WHAT YOU NEED TO DO: Among the records below, find the line that has "Reserve space for"; from there, give the lines again exactly, and stop after the line that has "the given width".

───── AVAILABLE DATA ─────

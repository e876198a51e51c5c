/// Console formatting module - terminal preview of the worklist
///
/// This module handles console output of the open worklist:
/// - Box-drawn table sized to the terminal
/// - Display-width aware truncation and padding (CJK text is double width)
/// - Highlighting the most recently completed store
///
/// `TableWriter` writes to any `std::io::Write`, so the same code prints to
/// stdout and renders into buffers for tests.

use crate::layout::{format_ordinal, normalize_cell};
use crate::types::{DISPLAY_COLUMNS, HEADER_LABELS, Ticket};
use std::io::{self, IsTerminal, Write};
use std::sync::OnceLock;
use terminal_size::{Width, terminal_size};
use unicode_width::{UnicodeWidthChar, UnicodeWidthStr};

/// Amber, matching the highlight fill of the rendered image
const HIGHLIGHT_ANSI: &str = "\x1b[38;2;255;204;128m";
const RESET_ANSI: &str = "\x1b[0m";

/// Writer for table output - configurable for color/plain text
pub struct TableWriter<W: Write> {
    writer: W,
    use_colors: bool,
    widths: TableWidths,
}

impl<W: Write> TableWriter<W> {
    pub fn new(writer: W, use_colors: bool, widths: TableWidths) -> Self {
        Self { writer, use_colors, widths }
    }

    /// Consume the writer, returning the destination
    pub fn into_inner(self) -> W {
        self.writer
    }

    fn write_highlighted(&mut self, text: &str) -> io::Result<()> {
        if self.use_colors {
            write!(self.writer, "{}{}{}", HIGHLIGHT_ANSI, text, RESET_ANSI)
        } else {
            write!(self.writer, "{}", text)
        }
    }

    fn write_border(&mut self, left: char, middle: char, right: char) -> io::Result<()> {
        let segments: Vec<String> = self.widths.columns.iter().map(|w| "─".repeat(*w)).collect();
        writeln!(self.writer, "{}{}{}", left, segments.join(&middle.to_string()), right)
    }

    fn format_row(&self, cells: &[String]) -> String {
        let displays: Vec<String> = self
            .widths
            .columns
            .iter()
            .enumerate()
            .map(|(i, width)| {
                let cell = cells.get(i).map(|c| c.as_str()).unwrap_or("");
                truncate_with_padding(cell, width.saturating_sub(2))
            })
            .collect();
        format!("│ {} │", displays.join(" │ "))
    }

    /// Title line, top border, column labels and the header separator
    pub fn write_table_header(&mut self, open_count: usize) -> io::Result<()> {
        writeln!(self.writer, "\nOpen repair tickets: {}\n", open_count)?;
        self.write_border('┌', '┬', '┐')?;
        let labels: Vec<String> = HEADER_LABELS.iter().map(|l| l.to_string()).collect();
        let row = self.format_row(&labels);
        writeln!(self.writer, "{}", row)?;
        self.write_border('├', '┼', '┤')
    }

    /// One ticket row; highlighted rows are colored when colors are enabled
    pub fn write_ticket_row(&mut self, cells: &[String], highlighted: bool) -> io::Result<()> {
        let row = self.format_row(cells);
        if highlighted {
            self.write_highlighted(&row)?;
            writeln!(self.writer)
        } else {
            writeln!(self.writer, "{}", row)
        }
    }

    pub fn write_empty_row(&mut self) -> io::Result<()> {
        let inner = self.widths.total.saturating_sub(4);
        writeln!(self.writer, "│ {} │", truncate_with_padding("(no open tickets)", inner))
    }

    pub fn write_table_footer(&mut self) -> io::Result<()> {
        self.write_border('└', '┴', '┘')
    }

    /// The whole worklist: header, one row per open ticket, footer
    pub fn write_worklist(&mut self, tickets: &[Ticket], highlight: Option<&str>) -> io::Result<()> {
        let open: Vec<&Ticket> = tickets.iter().filter(|t| t.is_open()).collect();
        self.write_table_header(open.len())?;

        if open.is_empty() {
            // Spans every column, so the column separators disappear here
            self.write_empty_row()?;
        }
        for ticket in open {
            let highlighted = highlight.is_some_and(|h| h == ticket.store);
            self.write_ticket_row(&console_cells(ticket), highlighted)?;
        }

        self.write_table_footer()
    }
}

/// Display cells for the console: normalized, ordinal without decimals
pub fn console_cells(ticket: &Ticket) -> Vec<String> {
    ticket
        .display_cells()
        .iter()
        .enumerate()
        .map(|(i, cell)| if i == 0 { format_ordinal(cell) } else { normalize_cell(cell) })
        .collect()
}

//
// Table Layout and Widths
//

/// Column widths for the 7-column worklist, each including one space of
/// padding on both sides
#[derive(Debug, Clone, Copy, PartialEq, Eq)]
pub struct TableWidths {
    pub columns: [usize; DISPLAY_COLUMNS],
    /// Total table width including borders
    pub total: usize,
}

impl TableWidths {
    pub fn new(terminal_width: usize) -> Self {
        // One │ before each column plus one at the end
        let borders = DISPLAY_COLUMNS + 1;
        let available = terminal_width.saturating_sub(borders);

        // Ordinal, date, store, model, phone are short and predictable
        let fixed = [6, 12, 14, 12, 14];
        let fixed_total: usize = fixed.iter().sum();

        // Address and issue share whatever is left, issue taking the larger half
        let remaining = available.saturating_sub(fixed_total).max(24);
        let address = (remaining * 2 / 5).max(12);
        let issue = remaining.saturating_sub(address).max(12);

        let columns = [fixed[0], fixed[1], fixed[2], fixed[3], fixed[4], address, issue];
        let total = columns.iter().sum::<usize>() + borders;
        TableWidths { columns, total }
    }
}

// Console width override (for tests and --console-width)
static CONSOLE_WIDTH: OnceLock<usize> = OnceLock::new();

/// Pin the console width instead of asking the terminal
pub fn set_console_width(width: usize) {
    let _ = CONSOLE_WIDTH.set(width); // Ignore error if already initialized
}

/// Get the console width: override, then terminal size, then 120
pub fn get_terminal_width() -> usize {
    if let Some(width) = CONSOLE_WIDTH.get() {
        return *width;
    }
    if let Some((Width(w), _)) = terminal_size() { w as usize } else { 120 }
}

//
// Text Formatting Utilities
//

/// Count the display width of a string, accounting for wide Unicode characters
pub fn display_width(s: &str) -> usize {
    UnicodeWidthStr::width(s)
}

/// Truncate and pad string to exact width
pub fn truncate_with_padding(s: &str, width: usize) -> String {
    let display_w = display_width(s);

    if display_w > width {
        let mut result = String::new();
        let mut current_width = 0;

        // Reserve space for "..."
        let target_width = if width >= 3 { width - 3 } else { width };

        for c in s.chars() {
            let c_width = UnicodeWidthChar::width(c).unwrap_or(1);

            if current_width + c_width > target_width {
                break;
            }

            result.push(c);
            current_width += c_width;
        }

        if width >= 3 {
            result.push_str("...");
            current_width += 3;
        }

        // A wide character may leave one column over
        if current_width < width {
            result.push_str(&" ".repeat(width - current_width));
        }

        result
    } else {
        let padding = width - display_w;
        format!("{}{}", s, " ".repeat(padding))
    }
}

/// Format the worklist as plain text at the given width
pub fn format_worklist(tickets: &[Ticket], highlight: Option<&str>, terminal_width: usize) -> String {
    let mut writer = TableWriter::new(Vec::new(), false, TableWidths::new(terminal_width));
    // Writing into a Vec cannot fail
    let _ = writer.write_worklist(tickets, highlight);
    String::from_utf8_lossy(&writer.into_inner()).into_owned()
}

/// Print the worklist to stdout, with colors when stdout is a terminal
pub fn print_worklist(tickets: &[Ticket], highlight: Option<&str>) -> io::Result<()> {
    let width = get_terminal_width();
    let stdout = io::stdout();

    if !stdout.is_terminal() {
        return stdout.lock().write_all(format_worklist(tickets, highlight, width).as_bytes());
    }

    let mut writer = TableWriter::new(stdout.lock(), true, TableWidths::new(width));
    writer.write_worklist(tickets, highlight)
}

#[cfg(test)]
#[path = "console_format_test.rs"]
mod console_format_test;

─────

FINISHED TASK:
        // Reserve space for "..."
        let target_width = if width >= 3 { width - 3 } else { width };

        for c in s.chars() {
            let c_width = UnicodeWidthChar::width(c).unwrap_or(1);

            if current_width + c_width > target_width {
                break;
            }

            result.push(c);
            current_width += c_width;
        }

        if width >= 3 {
            result.push_str("...");
            current_width += 3;
        }

        // A wide character may leave one column over
        if current_width < width {
            result.push_str(&" ".repeat(width - current_width));
        }

        result
    } else {
        let padding = width - display_w;
        format!("{}{}", s, " ".repeat(padding))
    }
}

/// Format the worklist as plain text at the given width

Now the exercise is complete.